• WHAT TO WORK ON:
In the records below, the line with "3. an explicit" opens the range and the line with "(Windows NT 10.0;" closes it; print that range exactly and nothing else.

Records from a data source
--- --- ---

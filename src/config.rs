//! Run settings
//!
//! Settings are merged from TOML files, later files overriding earlier ones:
//!
//! 1. `$XDG_CONFIG_DIRS/driverclaw/config.toml` (default `/etc/xdg`)
//! 2. `$XDG_CONFIG_HOME/driverclaw/config.toml`
//! 3. an explicit `--config <file>`
//!
//! ```toml
//! http_timeout_secs = 60
//! user_agent = "Mozilla/5.0 ..."
//! referer_exempt_hosts = ["sourceforge", "geeks3d"]
//! extractor = "7z"
//! seven_zip = "/usr/bin/7z"
//! ```
//!
//! `DRIVERCLAW_HTTP_TIMEOUT` and `PATH_LIB_7ZIP` override the file values.

use anyhow::{Context, Result};
use serde::Deserialize;
use std::path::{Path, PathBuf};
use std::time::Duration;

const DEFAULT_HTTP_TIMEOUT_SECS: u64 = 30;

pub const DEFAULT_USER_AGENT: &str =
    "Mozilla/5.0 (Windows NT 10.0; Win64; x64; rv:138.0) Gecko/20100101 Firefox/138.0";

/// Hosts whose CDNs reject or do not need a referer.
const DEFAULT_REFERER_EXEMPT_HOSTS: &[&str] = &["sourceforge", "geeks3d"];

const DEFAULT_SEVEN_ZIP: &str = "7z";

/// Which archive tool unpacks and packs archives.
#[derive(Debug, Clone, Copy, PartialEq, Eq, Default, Deserialize)]
#[serde(rename_all = "lowercase")]
pub enum ExtractorKind {
    #[default]
    Native,
    #[serde(rename = "7z")]
    SevenZip,
}

#[derive(Debug, Clone, Deserialize, Default)]
struct SettingsToml {
    http_timeout_secs: Option<u64>,
    user_agent: Option<String>,
    referer_exempt_hosts: Option<Vec<String>>,
    extractor: Option<ExtractorKind>,
    seven_zip: Option<String>,
}

impl SettingsToml {
    fn merge(&mut self, other: SettingsToml) {
        if other.http_timeout_secs.is_some() {
            self.http_timeout_secs = other.http_timeout_secs;
        }
        if other.user_agent.is_some() {
            self.user_agent = other.user_agent;
        }
        if other.referer_exempt_hosts.is_some() {
            self.referer_exempt_hosts = other.referer_exempt_hosts;
        }
        if other.extractor.is_some() {
            self.extractor = other.extractor;
        }
        if other.seven_zip.is_some() {
            self.seven_zip = other.seven_zip;
        }
    }
}

/// Resolved settings with defaults applied.
#[derive(Debug, Clone, PartialEq, Eq)]
pub struct Settings {
    pub http_timeout: Duration,
    pub user_agent: String,
    pub referer_exempt_hosts: Vec<String>,
    pub extractor: ExtractorKind,
    pub seven_zip: PathBuf,
}

impl Default for Settings {
    fn default() -> Self {
        build_resolved(&SettingsToml::default(), &EnvOverrides::default())
    }
}

/// Environment values that take precedence over config files.
#[derive(Debug, Clone, Default)]
pub struct EnvOverrides {
    pub http_timeout_secs: Option<String>,
    pub seven_zip: Option<String>,
}

impl EnvOverrides {
    pub fn from_env() -> Self {
        Self {
            http_timeout_secs: std::env::var("DRIVERCLAW_HTTP_TIMEOUT").ok(),
            seven_zip: std::env::var("PATH_LIB_7ZIP").ok(),
        }
    }
}

fn split_xdg_config_dirs() -> Vec<PathBuf> {
    let raw = std::env::var("XDG_CONFIG_DIRS").unwrap_or_else(|_| "/etc/xdg".to_owned());
    raw.split(':')
        .map(str::trim)
        .filter(|s| !s.is_empty())
        .map(PathBuf::from)
        .collect()
}

fn xdg_config_home() -> PathBuf {
    if let Ok(raw) = std::env::var("XDG_CONFIG_HOME") {
        let trimmed = raw.trim();
        if !trimmed.is_empty() {
            return PathBuf::from(trimmed);
        }
    }
    dirs::config_dir().unwrap_or_else(|| PathBuf::from(".").join(".config"))
}

fn find_config_files() -> Vec<PathBuf> {
    let mut paths = Vec::new();
    for dir in split_xdg_config_dirs() {
        paths.push(dir.join("driverclaw").join("config.toml"));
    }
    paths.push(xdg_config_home().join("driverclaw").join("config.toml"));
    paths
}

fn read_toml(path: &Path) -> Result<SettingsToml> {
    let text = std::fs::read_to_string(path)
        .with_context(|| format!("Failed to read {}", path.display()))?;
    toml::from_str::<SettingsToml>(&text)
        .with_context(|| format!("Invalid TOML in {}", path.display()))
}

fn build_resolved(cfg: &SettingsToml, env: &EnvOverrides) -> Settings {
    let timeout_secs = env
        .http_timeout_secs
        .as_deref()
        .and_then(|s| s.trim().parse::<u64>().ok())
        .or(cfg.http_timeout_secs)
        .unwrap_or(DEFAULT_HTTP_TIMEOUT_SECS)
        .clamp(5, 300);

    let seven_zip = env
        .seven_zip
        .clone()
        .filter(|s| !s.trim().is_empty())
        .or_else(|| cfg.seven_zip.clone())
        .unwrap_or_else(|| DEFAULT_SEVEN_ZIP.to_owned());

    Settings {
        http_timeout: Duration::from_secs(timeout_secs),
        user_agent: cfg
            .user_agent
            .clone()
            .unwrap_or_else(|| DEFAULT_USER_AGENT.to_owned()),
        referer_exempt_hosts: cfg.referer_exempt_hosts.clone().unwrap_or_else(|| {
            DEFAULT_REFERER_EXEMPT_HOSTS
                .iter()
                .map(|s| s.to_string())
                .collect()
        }),
        extractor: cfg.extractor.unwrap_or_default(),
        seven_zip: PathBuf::from(seven_zip),
    }
}

impl Settings {
    /// Merge the standard config locations, then `explicit` if given, then the
    /// environment.
    pub fn load(explicit: Option<&Path>) -> Result<Self> {
        let mut merged = SettingsToml::default();
        for path in find_config_files() {
            if path.exists() {
                tracing::debug!(config = %path.display(), "loading settings");
                merged.merge(read_toml(&path)?);
            }
        }
        if let Some(path) = explicit {
            merged.merge(read_toml(path)?);
        }
        Ok(build_resolved(&merged, &EnvOverrides::from_env()))
    }

    /// Parse a single TOML document with explicit overrides. Used by tests and
    /// embedders that manage their own configuration files.
    pub fn from_toml_str(content: &str, env: &EnvOverrides) -> Result<Self> {
        let parsed: SettingsToml = toml::from_str(content).context("Invalid settings TOML")?;
        Ok(build_resolved(&parsed, env))
    }
}
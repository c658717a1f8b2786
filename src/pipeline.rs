//! Acquisition orchestrator
//!
//! Drives every catalog item through
//! `Pending -> Resolving -> Downloading -> Organizing -> Done | Failed`
//! one at a time against a single browser session, and folds the per-item
//! results into a failure catalog according to the [`ErrorPolicy`].
//!
//! A fresh run deletes and recreates the destination root; a retry run keeps
//! it and takes its items from the [`RetryLedger`]. Under [`ErrorPolicy::Log`]
//! the failures of a run replace the ledger; a run without failures removes it.

use crate::acquire::Fetcher;
use crate::catalog::{Catalog, CatalogItem, Category, UrlSource};
use crate::config::Settings;
use crate::core::{CancelToken, DestinationLock, acquire_destination_lock, output, progress};
use crate::error::{ItemError, RunError};
use crate::ledger::RetryLedger;
use crate::organize::{Organizer, sweep_scratch};
use crate::resolve::{HttpSessionProvider, Resolvers, Session, SessionProvider};
use std::fmt;
use std::path::{Path, PathBuf};

/// What happens when an item fails.
#[derive(Debug, Clone, Copy, PartialEq, Eq, Default, clap::ValueEnum)]
pub enum ErrorPolicy {
    /// Stop the whole run at the first failure; the ledger is left alone.
    #[value(name = "exit")]
    Abort,
    /// Record the failure for `--retry-failed` and carry on.
    #[default]
    Log,
    /// Drop the failure and carry on.
    Ignore,
}

/// Where the items of a run come from and what happens to the destination root.
#[derive(Debug, Clone, Copy, PartialEq, Eq)]
pub enum RunMode {
    /// Clear the destination root and process the whole catalog.
    Fresh,
    /// Keep the destination root and process the ledger's items.
    Retry,
}

/// Lifecycle of a single item.
#[derive(Debug, Clone, Copy, PartialEq, Eq)]
pub enum ItemState {
    Pending,
    Resolving,
    Downloading,
    Organizing,
    Done,
    Failed,
}

impl fmt::Display for ItemState {
    fn fmt(&self, f: &mut fmt::Formatter<'_>) -> fmt::Result {
        let s = match self {
            Self::Pending => "pending",
            Self::Resolving => "resolving",
            Self::Downloading => "downloading",
            Self::Organizing => "organizing",
            Self::Done => "done",
            Self::Failed => "failed",
        };
        f.write_str(s)
    }
}

/// Whether the run continues after an item.
#[derive(Debug)]
pub enum Flow {
    Continue,
    Stop(ItemError),
}

/// Fold one item result into `failures`.
///
/// Every error kind is treated the same; only the policy decides.
pub fn apply_policy(
    policy: ErrorPolicy,
    failures: &mut Catalog,
    category: Category,
    item: &CatalogItem,
    result: Result<(), ItemError>,
) -> Flow {
    match (result, policy) {
        (Ok(()), _) => Flow::Continue,
        (Err(e), ErrorPolicy::Abort) => Flow::Stop(e),
        (Err(_), ErrorPolicy::Log) => {
            failures.push(category, item.clone());
            Flow::Continue
        }
        (Err(_), ErrorPolicy::Ignore) => Flow::Continue,
    }
}

/// Outcome of a completed run.
#[derive(Debug, Default)]
pub struct RunReport {
    /// Items that failed, as stored in the ledger. Empty unless the policy is `log`.
    pub failures: Catalog,
    pub attempted: usize,
    pub succeeded: usize,
    /// The run stopped early because of a cancellation request.
    pub cancelled: bool,
}

impl RunReport {
    pub fn is_clean(&self) -> bool {
        self.failures.is_empty() && !self.cancelled
    }
}

pub struct Orchestrator {
    root: PathBuf,
    resolvers: Resolvers,
    sessions: Box<dyn SessionProvider>,
    fetcher: Fetcher,
    organizer: Organizer,
    cancel: CancelToken,
}

impl Orchestrator {
    /// Orchestrator for `root` with the built-in strategies and an HTTP session.
    pub fn new(root: impl Into<PathBuf>, settings: &Settings, cancel: CancelToken) -> Self {
        Self {
            root: root.into(),
            resolvers: Resolvers::default(),
            sessions: Box::new(HttpSessionProvider::new(
                settings.http_timeout,
                &settings.user_agent,
            )),
            fetcher: Fetcher::new(settings, cancel.clone()),
            organizer: Organizer::from_settings(settings, cancel.clone()),
            cancel,
        }
    }

    pub fn with_resolvers(mut self, resolvers: Resolvers) -> Self {
        self.resolvers = resolvers;
        self
    }

    pub fn with_session_provider(mut self, sessions: impl SessionProvider + 'static) -> Self {
        self.sessions = Box::new(sessions);
        self
    }

    pub fn with_organizer(mut self, organizer: Organizer) -> Self {
        self.organizer = organizer;
        self
    }

    /// Strategy names used in `catalog` that have no registered resolver.
    pub fn unknown_strategies(&self, catalog: &Catalog) -> Vec<String> {
        let mut unknown: Vec<String> = catalog
            .entries()
            .filter_map(|(_, item)| match &item.url_source {
                UrlSource::Lookup(lookup) if !self.resolvers.contains(&lookup.strategy) => {
                    Some(lookup.strategy.clone())
                }
                _ => None,
            })
            .collect();
        unknown.sort();
        unknown.dedup();
        unknown
    }

    pub fn ledger(&self) -> RetryLedger {
        RetryLedger::new(&self.root)
    }

    /// Acquire every item of `catalog`.
    pub fn run(
        &self,
        catalog: &Catalog,
        policy: ErrorPolicy,
        mode: RunMode,
    ) -> Result<RunReport, RunError> {
        let _lock = self.lock()?;
        self.run_locked(catalog, policy, mode)
    }

    /// Re-run the failures recorded by the previous run.
    ///
    /// Fails with [`crate::error::LedgerError::NotFound`] when there is nothing
    /// to retry.
    pub fn retry(&self, policy: ErrorPolicy) -> Result<RunReport, RunError> {
        let _lock = self.lock()?;
        let catalog = self.ledger().load()?;
        output::info(&format!(
            "Retrying {} failed item(s) from {}",
            catalog.len(),
            self.ledger().path().display()
        ));
        self.run_locked(&catalog, policy, RunMode::Retry)
    }

    fn lock(&self) -> Result<DestinationLock, RunError> {
        let lock = acquire_destination_lock(&self.root)?;
        tracing::debug!(lock = %lock.path().display(), "destination locked");
        Ok(lock)
    }

    fn run_locked(
        &self,
        catalog: &Catalog,
        policy: ErrorPolicy,
        mode: RunMode,
    ) -> Result<RunReport, RunError> {
        self.prepare_destination(catalog, mode)?;

        let total = catalog.len();
        output::action(&format!(
            "Acquiring {} item(s) into {}",
            total,
            self.root.display()
        ));

        let mut session = self.sessions.open().map_err(RunError::Session)?;
        let mut report = RunReport::default();
        let entries: Vec<_> = catalog.entries().collect();

        for (index, (category, item)) in entries.iter().enumerate() {
            output::action_numbered(
                index + 1,
                total,
                &format!("[{}] {}", category, item.relative_path),
            );
            log_state(*category, item, ItemState::Pending);
            report.attempted += 1;

            let result = self.acquire(session.as_mut(), *category, item);
            match &result {
                Ok(placed) => {
                    report.succeeded += 1;
                    log_state(*category, item, ItemState::Done);
                    for path in placed {
                        output::item_done(&path.display().to_string());
                    }
                }
                Err(e) => {
                    log_state(*category, item, ItemState::Failed);
                    tracing::warn!(%category, path = %item.relative_path, error = %e, "item failed");
                    output::item_failed(&e.to_string());
                }
            }

            let result = result.map(|_| ());
            if let Flow::Stop(source) =
                apply_policy(policy, &mut report.failures, *category, item, result)
            {
                return Err(RunError::Aborted {
                    category: *category,
                    path: item.relative_path.clone(),
                    source,
                });
            }

            if self.cancel.is_cancelled() {
                report.cancelled = true;
                let remaining = &entries[index + 1..];
                output::warning(&format!(
                    "Cancelled, {} item(s) not attempted",
                    remaining.len()
                ));
                if policy == ErrorPolicy::Log {
                    for (category, item) in remaining {
                        report.failures.push(*category, (*item).clone());
                    }
                }
                break;
            }
        }

        drop(session);
        self.finish_ledger(policy, &report)?;
        Ok(report)
    }

    /// Fresh runs start from an empty root; every category directory exists
    /// before the first item.
    fn prepare_destination(&self, catalog: &Catalog, mode: RunMode) -> Result<(), RunError> {
        if mode == RunMode::Fresh && self.root.exists() {
            tracing::info!(root = %self.root.display(), "clearing destination");
            std::fs::remove_dir_all(&self.root).map_err(destination_error(&self.root))?;
        }
        std::fs::create_dir_all(&self.root).map_err(destination_error(&self.root))?;

        for category in catalog.categories() {
            let dir = self.root.join(category.as_str());
            std::fs::create_dir_all(&dir).map_err(destination_error(&dir))?;
        }
        Ok(())
    }

    fn finish_ledger(&self, policy: ErrorPolicy, report: &RunReport) -> Result<(), RunError> {
        let ledger = self.ledger();
        if policy == ErrorPolicy::Log && !report.failures.is_empty() {
            ledger.save(&report.failures)?;
        } else {
            ledger.clear()?;
        }
        Ok(())
    }

    /// Resolve, download and organize one item. Returns the placed paths.
    fn acquire(
        &self,
        session: &mut dyn Session,
        category: Category,
        item: &CatalogItem,
    ) -> Result<Vec<PathBuf>, ItemError> {
        if self.cancel.is_cancelled() {
            return Err(ItemError::Cancelled);
        }

        log_state(category, item, ItemState::Resolving);
        output::sub_action("locating download URL");
        let url = progress::with_spinner("resolving", || {
            self.resolvers.resolve(&item.url_source, session)
        })?;
        output::detail(&url);

        log_state(category, item, ItemState::Downloading);
        output::sub_action("downloading");
        let dest = self.root.join(category.as_str()).join(&item.relative_path);
        std::fs::create_dir_all(&dest)?;
        let swept = sweep_scratch(&dest)?;
        if swept > 0 {
            tracing::info!(dest = %dest.display(), swept, "cleared leftovers of an interrupted run");
        }
        let download = self.fetcher.fetch(&url, &dest)?;

        log_state(category, item, ItemState::Organizing);
        output::sub_action("organizing");
        self.organizer
            .organize(download, item.file_kind, item.rename_as.as_deref(), &dest)
    }
}

fn destination_error(path: &Path) -> impl FnOnce(std::io::Error) -> RunError {
    let path = path.to_path_buf();
    move |source| RunError::Destination { path, source }
}

fn log_state(category: Category, item: &CatalogItem, state: ItemState) {
    tracing::debug!(%category, path = %item.relative_path, %state, "item state");
}
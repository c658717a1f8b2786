//! Downloading payloads
//!
//! [`Fetcher`] streams a resolved URL into a temp file; [`filename`] decides
//! what the payload is called once it is placed.

pub mod fetch;
pub mod filename;

pub use fetch::{DownloadResult, Fetcher, PART_PREFIX};
//! Cooperative cancellation shared between the CLI signal handler and the
//! pipeline stages.

use std::sync::Arc;
use std::sync::atomic::{AtomicBool, Ordering};

/// Cheap-to-clone flag. Every clone observes the same state.
#[derive(Debug, Clone, Default)]
pub struct CancelToken(Arc<AtomicBool>);

impl CancelToken {
    pub fn new() -> Self {
        Self::default()
    }

    pub fn cancel(&self) {
        self.0.store(true, Ordering::SeqCst);
    }

    pub fn is_cancelled(&self) -> bool {
        self.0.load(Ordering::SeqCst)
    }
}
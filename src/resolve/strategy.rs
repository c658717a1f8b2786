//! Built-in resolution strategies.

use super::session::Session;
use crate::error::ResolveError;
use regex::Regex;
use std::collections::BTreeMap;
use url::Url;

/// Turns lookup parameters into a download URL using the run's session.
pub trait Strategy: Send + Sync {
    fn resolve(
        &self,
        session: &mut dyn Session,
        params: &BTreeMap<String, String>,
    ) -> Result<String, ResolveError>;
}

fn required<'a>(
    strategy: &str,
    params: &'a BTreeMap<String, String>,
    name: &str,
) -> Result<&'a str, ResolveError> {
    params
        .get(name)
        .map(String::as_str)
        .ok_or_else(|| ResolveError::MissingParam {
            strategy: strategy.to_string(),
            param: name.to_string(),
        })
}

/// `url`: returned unchanged, no navigation.
pub struct Direct;

impl Strategy for Direct {
    fn resolve(
        &self,
        _session: &mut dyn Session,
        params: &BTreeMap<String, String>,
    ) -> Result<String, ResolveError> {
        required("direct", params, "url").map(str::to_string)
    }
}

/// `page` + `pattern`: open the page and return the first link whose target
/// matches the regex, made absolute against the page URL.
///
/// Candidate targets are `href` and `data-href` attribute values.
pub struct PageLink;

impl Strategy for PageLink {
    fn resolve(
        &self,
        session: &mut dyn Session,
        params: &BTreeMap<String, String>,
    ) -> Result<String, ResolveError> {
        let page_url = required("page-link", params, "page")?;
        let pattern = required("page-link", params, "pattern")?;
        let matcher = Regex::new(pattern).map_err(|e| ResolveError::InvalidPattern {
            pattern: pattern.to_string(),
            reason: e.to_string(),
        })?;

        let page = session.navigate(page_url)?;
        let target = link_targets(&page.body)
            .into_iter()
            .find(|href| matcher.is_match(href))
            .ok_or_else(|| ResolveError::NoMatch {
                page: page.url.clone(),
                pattern: pattern.to_string(),
            })?;

        absolutize(&page.url, &target)
    }
}

/// `page`: open the page and return where it ended up after redirects.
/// Suits "latest download" links that bounce to a mirror.
pub struct Redirect;

impl Strategy for Redirect {
    fn resolve(
        &self,
        session: &mut dyn Session,
        params: &BTreeMap<String, String>,
    ) -> Result<String, ResolveError> {
        let page_url = required("redirect", params, "page")?;
        session.final_url(page_url)
    }
}

/// Attribute values of `href=` and `data-href=` in document order.
fn link_targets(body: &str) -> Vec<String> {
    static ATTR: std::sync::OnceLock<Regex> = std::sync::OnceLock::new();
    let attr = ATTR.get_or_init(|| {
        Regex::new(r#"(?i)(?:data-)?href\s*=\s*(?:"([^"]*)"|'([^']*)')"#).unwrap()
    });
    attr.captures_iter(body)
        .filter_map(|c| c.get(1).or_else(|| c.get(2)))
        .map(|m| m.as_str().replace("&amp;", "&"))
        .collect()
}

fn absolutize(base: &str, target: &str) -> Result<String, ResolveError> {
    let base = Url::parse(base).map_err(|_| ResolveError::InvalidUrl(base.to_string()))?;
    base.join(target)
        .map(|u| u.to_string())
        .map_err(|_| ResolveError::InvalidUrl(target.to_string()))
}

--- --- ---

• TASK SOLUTION:
//! 3. an explicit `--config <file>`
//!
//! ```toml
//! http_timeout_secs = 60
//! user_agent = "Mozilla/5.0 ..."
//! referer_exempt_hosts = ["sourceforge", "geeks3d"]
//! extractor = "7z"
//! seven_zip = "/usr/bin/7z"
//! ```
//!
//! `DRIVERCLAW_HTTP_TIMEOUT` and `PATH_LIB_7ZIP` override the file values.

use anyhow::{Context, Result};
use serde::Deserialize;
use std::path::{Path, PathBuf};
use std::time::Duration;

const DEFAULT_HTTP_TIMEOUT_SECS: u64 = 30;

pub const DEFAULT_USER_AGENT: &str =
    "Mozilla/5.0 (Windows NT 10.0; Win64; x64; rv:138.0) Gecko/20100101 Firefox/138.0";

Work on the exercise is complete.